**Problem to solve**:
Your task is to write out exactly the lines of the listing below, from the first down to the line that holds "hasher.update(mac.as_bytes());".
BEGIN
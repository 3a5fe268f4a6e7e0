//! Bonjour TXT record fields for `_hap._tcp`.
//!
//! Only the record contents are built here. Registering the service is left
//! to whatever mDNS responder the host runs.

use base64::engine::general_purpose::STANDARD;
use base64::Engine;
use crate::traits::IdentityStore;
use hap_core::config::AccessoryConfig;
use hap_core::error::Result;
use sha2::{Digest, Sha512};

pub const SERVICE_TYPE: &str = "_hap._tcp.local.";

/// Value of the `pv` key.
pub const PROTOCOL_VERSION: &str = "1.1";

/// `sh`: base64 of the first four bytes of SHA-512(setup id ‖ accessory id).
pub fn setup_hash(setup_id: &str, mac: &str) -> String {
    let mut hasher = Sha512::new();
    hasher.update(setup_id.as_bytes());
    hasher.update(mac.as_bytes());
    let digest = hasher.finalize();
    STANDARD.encode(&digest[..4])
}

/// TXT key/value pairs in advertisement order.
///
/// `id` and `sh` come from the store, so discovery shows the same accessory
/// id that pair-verify signs. `sf` is 1 while no controller is paired.
pub fn txt_record<S>(config: &AccessoryConfig, store: &S) -> Result<Vec<(String, String)>>
where
    S: IdentityStore + ?Sized,
{
    let accessory_id = store.accessory_id();
    let discoverable = !store.has_controllers()?;
    let hash = setup_hash(&config.setup_id, &accessory_id);

    Ok(vec![
        ("sf".to_string(), if discoverable { "1" } else { "0" }.to_string()),
        ("id".to_string(), accessory_id),
        ("md".to_string(), config.label.clone()),
        ("sh".to_string(), hash),
        ("c#".to_string(), config.configuration_index.to_string()),
        ("s#".to_string(), config.state_index.to_string()),
        ("ff".to_string(), "0".to_string()),
        ("ci".to_string(), config.category.to_string()),
        ("pv".to_string(), PROTOCOL_VERSION.to_string()),
    ])
}

#[cfg(test)]
mod tests {
    use super::*;
    use crate::store::{FileStore, MemoryStore};
    use crate::traits::MockIdentityStore;
    use hap_core::error::StoreError;
    use rand::rngs::OsRng;
    use tempfile::tempdir;

    fn config() -> AccessoryConfig {
        AccessoryConfig::builder()
            .mac("AA:BB:CC:DD:EE:FF")
            .label("Test Lamp")
            .setup_id("7OSX")
            .configuration_index(3)
            .state_index(2)
            .category(5)
            .build()
            .unwrap()
    }

    fn value<'a>(txt: &'a [(String, String)], key: &str) -> &'a str {
        txt.iter()
            .find(|(k, _)| k == key)
            .map(|(_, v)| v.as_str())
            .unwrap()
    }

    #[test]
    fn setup_hash_matches_digest_prefix() {
        let digest = Sha512::digest(b"7OSXAA:BB:CC:DD:EE:FF");
        let expected = STANDARD.encode(&digest[..4]);

        let hash = setup_hash("7OSX", "AA:BB:CC:DD:EE:FF");
        assert_eq!(hash, expected);
        assert_eq!(hash.len(), 8);
        assert!(hash.ends_with("=="));
    }

    #[test]
    fn setup_hash_depends_on_both_inputs() {
        let base = setup_hash("7OSX", "AA:BB:CC:DD:EE:FF");
        assert_ne!(base, setup_hash("7OSY", "AA:BB:CC:DD:EE:FF"));
        assert_ne!(base, setup_hash("7OSX", "AA:BB:CC:DD:EE:FE"));
    }

    #[test]
    fn txt_record_fields() {
        let store = MemoryStore::generate("AA:BB:CC:DD:EE:FF", &mut OsRng);
        let txt = txt_record(&config(), &store).unwrap();

        let keys: Vec<&str> = txt.iter().map(|(k, _)| k.as_str()).collect();
        assert_eq!(keys, ["sf", "id", "md", "sh", "c#", "s#", "ff", "ci", "pv"]);

        assert_eq!(value(&txt, "sf"), "1");
        assert_eq!(value(&txt, "id"), "AA:BB:CC:DD:EE:FF");
        assert_eq!(value(&txt, "md"), "Test Lamp");
        assert_eq!(value(&txt, "sh"), setup_hash("7OSX", "AA:BB:CC:DD:EE:FF"));
        assert_eq!(value(&txt, "c#"), "3");
        assert_eq!(value(&txt, "s#"), "2");
        assert_eq!(value(&txt, "ff"), "0");
        assert_eq!(value(&txt, "ci"), "5");
        assert_eq!(value(&txt, "pv"), "1.1");
    }

    #[test]
    fn paired_accessory_is_not_discoverable() {
        let store = MemoryStore::generate("AA:BB:CC:DD:EE:FF", &mut OsRng);
        store.add_controller("ctrl", [1u8; 32], true).unwrap();

        let txt = txt_record(&config(), &store).unwrap();
        assert_eq!(value(&txt, "sf"), "0");
    }

    #[test]
    fn advertised_id_follows_stored_identity() {
        let dir = tempdir().unwrap();
        let path = dir.path().join("identity.json");
        FileStore::open_or_create(&path, "11:11:11:11:11:11", &mut OsRng).unwrap();

        // Config names a different id than the one already on disk.
        let config = AccessoryConfig::builder()
            .mac("22:22:22:22:22:22")
            .setup_id("7OSX")
            .build()
            .unwrap();
        let store = FileStore::open_or_create(&path, &config.mac, &mut OsRng).unwrap();

        let txt = txt_record(&config, &store).unwrap();
        assert_eq!(value(&txt, "id"), store.accessory_id());
        assert_eq!(value(&txt, "id"), "11:11:11:11:11:11");
        assert_eq!(value(&txt, "sh"), setup_hash("7OSX", "11:11:11:11:11:11"));
    }

    #[test]
    fn store_failure_is_propagated() {
        let mut store = MockIdentityStore::new();
        store
            .expect_accessory_id()
            .return_const("AA:BB:CC:DD:EE:FF".to_string());
        store
            .expect_has_controllers()
            .returning(|| Err(StoreError::Poisoned.into()));

        assert!(txt_record(&config(), &store).is_err());
    }
}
END
**Reply**:
repository 3a5fe268f4a6e7e0
//! Bonjour TXT record fields for `_hap._tcp`.
//!
//! Only the record contents are built here. Registering the service is left
//! to whatever mDNS responder the host runs.

use base64::engine::general_purpose::STANDARD;
use base64::Engine;
use crate::traits::IdentityStore;
use hap_core::config::AccessoryConfig;
use hap_core::error::Result;
use sha2::{Digest, Sha512};

pub const SERVICE_TYPE: &str = "_hap._tcp.local.";

/// Value of the `pv` key.
pub const PROTOCOL_VERSION: &str = "1.1";

/// `sh`: base64 of the first four bytes of SHA-512(setup id ‖ accessory id).
pub fn setup_hash(setup_id: &str, mac: &str) -> String {
    let mut hasher = Sha512::new();
    hasher.update(setup_id.as_bytes());
    hasher.update(mac.as_bytes());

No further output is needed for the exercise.